Excited state geometry of β-carotene influenced by environments: the nature and decisive role of solvent revealing by two-dimensional resonance Raman correlation spectroscopy.

Abstract

Resonance Raman scattering can be used to investigate the ground and excited state information of carotenoid. It is known that the Dushinsky rotation can significantly influence the resonant Raman intensity of β-carotene (β-car). The excited state geometry revealed by the double components feature of the C = C stretching vibrational modes and the environmental dependence of the Raman intensity for each component remain unknown. We explore the influence of environmental factors on the relative intensity of these two C = C stretching vibration modes and perform two-dimensional resonance Raman correlation analysis to reveal the changes on β-car excited state geometry. The results show that the relative wavelength difference between the 0-0 absorption and the excitation is the key factor that decides the intensity ratio of the two components and that the intensity of each mode is modulated by environmental factors. This modulation is closely related to the excited state geometry and dynamics, effective conjugation length, and electron-phonon coupling constant.
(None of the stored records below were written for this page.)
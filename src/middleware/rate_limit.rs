//! Sliding-window rate limiter for credential-submission endpoints, keyed
//! by (client address, submitted email).
//!
//! Counts attempts, not failures: attach it only to endpoints where that is
//! the intended semantics (login, OTP send, password-reset request).

use axum::{
    body::Body,
    extract::{ConnectInfo, Request, State},
    middleware::Next,
    response::Response,
};
use dashmap::DashMap;
use http_body_util::BodyExt;
use std::net::{IpAddr, SocketAddr};
use std::sync::Arc;
use std::time::{Duration, Instant};

use crate::services::AuthError;

#[derive(Debug)]
struct AttemptWindow {
    count: u32,
    started_at: Instant,
}

/// Keyed attempt counter with a fixed window per key. Entries are purged
/// lazily on every check; races under extreme concurrency can undercount,
/// which is acceptable for a defense-in-depth limiter.
pub struct AuthRateLimiter {
    attempts: DashMap<(IpAddr, String), AttemptWindow>,
    max_attempts: u32,
    window: Duration,
}

impl AuthRateLimiter {
    pub fn new(max_attempts: u32, window: Duration) -> Arc<Self> {
        Arc::new(Self {
            attempts: DashMap::new(),
            max_attempts: max_attempts.max(1),
            window,
        })
    }

    /// Record an attempt for `(addr, email)`. Returns the remaining window
    /// time when the attempt budget is exhausted.
    pub fn check(&self, addr: IpAddr, email: &str) -> Result<(), Duration> {
        self.attempts
            .retain(|_, window| window.started_at.elapsed() < self.window);

        let key = (addr, email.trim().to_ascii_lowercase());
        let mut entry = self.attempts.entry(key).or_insert_with(|| AttemptWindow {
            count: 0,
            started_at: Instant::now(),
        });

        if entry.started_at.elapsed() >= self.window {
            entry.count = 0;
            entry.started_at = Instant::now();
        }

        entry.count += 1;
        if entry.count > self.max_attempts {
            let remaining = self.window.saturating_sub(entry.started_at.elapsed());
            return Err(remaining);
        }

        Ok(())
    }
}

fn client_ip(request: &Request) -> Option<IpAddr> {
    let forwarded = request
        .headers()
        .get("x-forwarded-for")
        .and_then(|v| v.to_str().ok())
        .and_then(|s| s.split(',').next())
        .and_then(|s| s.trim().parse::<IpAddr>().ok());

    forwarded.or_else(|| {
        request
            .extensions()
            .get::<ConnectInfo<SocketAddr>>()
            .map(|ConnectInfo(addr)| addr.ip())
    })
}

/// Middleware enforcing the limiter. Buffers the JSON body to read the
/// submitted `email`, then restores it for the downstream handler.
pub async fn auth_rate_limit(
    State(limiter): State<Arc<AuthRateLimiter>>,
    request: Request,
    next: Next,
) -> Result<Response, AuthError> {
    let addr = match client_ip(&request) {
        Some(addr) => addr,
        None => {
            tracing::warn!("could not determine client address for rate limiting");
            return Ok(next.run(request).await);
        }
    };

    let (parts, body) = request.into_parts();
    let bytes = body
        .collect()
        .await
        .map_err(|e| AuthError::Internal(anyhow::anyhow!("failed to buffer request body: {}", e)))?
        .to_bytes();

    let email = serde_json::from_slice::<serde_json::Value>(&bytes)
        .ok()
        .and_then(|v| v.get("email").and_then(|e| e.as_str()).map(str::to_owned))
        .unwrap_or_default();

    let request = Request::from_parts(parts, Body::from(bytes));

    match limiter.check(addr, &email) {
        Ok(()) => Ok(next.run(request).await),
        Err(remaining) => Err(AuthError::RateLimitExceeded {
            retry_after: remaining.as_secs().max(1),
        }),
    }
}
It also shows that the asynchronous cross-peaks in the two-dimensional resonance Raman correlation spectrum (2DRRCOS) can effectively characterize the degree of the varied electron-phonon coupling with the changing conditions. These results are not only complementary to the research on the excited states of carotenoids but also applicable to investigate the environmental dependence of Raman intensity for a lot of π-conjugated molecules.